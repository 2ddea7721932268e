mod auth;
mod config;
mod db;
mod diet;
mod errors;
mod foods;
mod models;
mod profiles;
mod results;
mod routes;
mod state;
mod store;
#[cfg(test)]
mod testing;

use std::net::SocketAddr;
use std::sync::Arc;

use anyhow::{Context, Result};
use tower_http::{cors::CorsLayer, trace::TraceLayer};
use tracing::info;
use tracing_subscriber::{layer::SubscriberExt, util::SubscriberInitExt, EnvFilter};

use crate::auth::TokenIssuer;
use crate::config::Config;
use crate::db::{create_pool, run_migrations};
use crate::diet::artifacts::ArtifactStore;
use crate::routes::build_router;
use crate::state::AppState;
use crate::store::{PgProfileStore, PgUserStore};

#[tokio::main]
async fn main() -> Result<()> {
    // Load configuration first (fails on missing required env vars)
    let config = Config::from_env()?;

    // Initialize structured logging
    tracing_subscriber::registry()
        .with(EnvFilter::try_from_default_env().unwrap_or_else(|_| {
            EnvFilter::new(format!("{}={}", env!("CARGO_PKG_NAME"), &config.rust_log))
        }))
        .with(tracing_subscriber::fmt::layer())
        .init();

    info!("Starting Diet API v{}", env!("CARGO_PKG_VERSION"));

    // Initialize PostgreSQL
    let db = create_pool(&config.database_url).await?;
    run_migrations(&db).await?;

    // Load the current model, if any
    let artifacts = ArtifactStore::open(&config.artifact_dir)
        .await
        .with_context(|| {
            format!(
                "Failed to open model artifacts in {}",
                config.artifact_dir.display()
            )
        })?;
    info!(
        "Training: {} trees, refit policy {:?}",
        config.training.forest.n_estimators, config.training.refit
    );

    let state = AppState {
        users: Arc::new(PgUserStore::new(db.clone())),
        profiles: Arc::new(PgProfileStore::new(db.clone())),
        db,
        artifacts: Arc::new(artifacts),
        tokens: Arc::new(TokenIssuer::new(
            &config.jwt_secret,
            config.access_token_ttl_minutes,
            config.refresh_token_ttl_days,
        )),
        config: config.clone(),
    };

    // Build router
    let app = build_router(state)
        .layer(TraceLayer::new_for_http())
        .layer(CorsLayer::permissive());

    let addr: SocketAddr = format!("0.0.0.0:{}", config.port).parse()?;
    info!("Listening on {addr}");

    let listener = tokio::net::TcpListener::bind(addr).await?;
    axum::serve(listener, app).await?;

    Ok(())
}
pub mod food;
pub mod profile;
pub mod user;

### Exercise objective
Scan the entries above for the word "TraceLayer" and collect each line holding it.

### Written answer
use tower_http::{cors::CorsLayer, trace::TraceLayer};
        .layer(TraceLayer::new_for_http())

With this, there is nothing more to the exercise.